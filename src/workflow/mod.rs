//! Workflow composer: higher-order agents that consume one or more
//! sub-agent streams and re-emit enriched events on a single merged
//! stream. Every composite implements the same [`crate::agent::Agent`]
//! contract as a leaf agent, so composites nest without limit.

mod loop_agent;
mod parallel;
mod router;
mod sequential;
mod steps;
mod task_manager;

pub use loop_agent::LoopAgent;
pub use parallel::Parallel;
pub use router::{Router, RouterMode};
pub use sequential::Sequential;
pub use steps::{Step, StepFn, StepsGroup};
pub use task_manager::{TaskManager, TaskSnapshot, TaskStatus};

/// Tags a composite's shape in the workflow tree without downcasting.
/// Every composite in this module overrides `Agent::kind()` with its own
/// variant.
pub use crate::agent::NodeKind as Node;

use serde_json::Value;

use crate::agent::AgentEvent;
use crate::bus::EventPayload;
use crate::error::{CoreError, Result};
use crate::stream::{Reader, Writer};

/// Stamps and forwards every event from `reader` into `writer` until
/// end-of-stream or a terminal error. Returns `Ok(())` on a clean
/// end-of-stream, `Err(Cancelled)` if the downstream reader cancelled,
/// or the terminal error the upstream writer sent.
pub(crate) async fn forward_all<F>(
    reader: &mut Reader<AgentEvent>,
    writer: &mut Writer<AgentEvent>,
    mut stamp: F,
) -> Result<()>
where
    F: FnMut(AgentEvent) -> AgentEvent,
{
    loop {
        match reader.recv().await {
            Ok(event) => {
                let event = stamp(event);
                if writer.send(event).await {
                    return Err(CoreError::Cancelled);
                }
            }
            Err(e) if e.is_end_of_stream() => return Ok(()),
            Err(e) => return Err(e),
        }
    }
}

/// A lifecycle (non-content) event emitted by a composite around its own
/// boundaries: `WorkflowStarted`, `StepStarted`, `StepProgress`,
/// `StepCompleted`, `WorkflowCompleted`. Carried as `EventPayload::Custom`
/// since these are not part of the stable external wire payload shapes.
pub(crate) fn lifecycle_event(agent_id: &str, author: &str, branch: &str, kind: &str, body: Value) -> AgentEvent {
    let mut payload = serde_json::json!({ "lifecycle": kind });
    if let Value::Object(map) = body {
        if let Value::Object(ref mut target) = payload {
            target.extend(map);
        }
    }
    AgentEvent::new(agent_id, author, branch, EventPayload::Custom(payload))
}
◇ ◇ ◇
■ Requirement: Go through the listing above and return every line where the word "AgentEvent" occurs.

■ Answer space:
use crate::agent::AgentEvent;
    reader: &mut Reader<AgentEvent>,
    writer: &mut Writer<AgentEvent>,
    F: FnMut(AgentEvent) -> AgentEvent,
pub(crate) fn lifecycle_event(agent_id: &str, author: &str, branch: &str, kind: &str, body: Value) -> AgentEvent {
    AgentEvent::new(agent_id, author, branch, EventPayload::Custom(payload))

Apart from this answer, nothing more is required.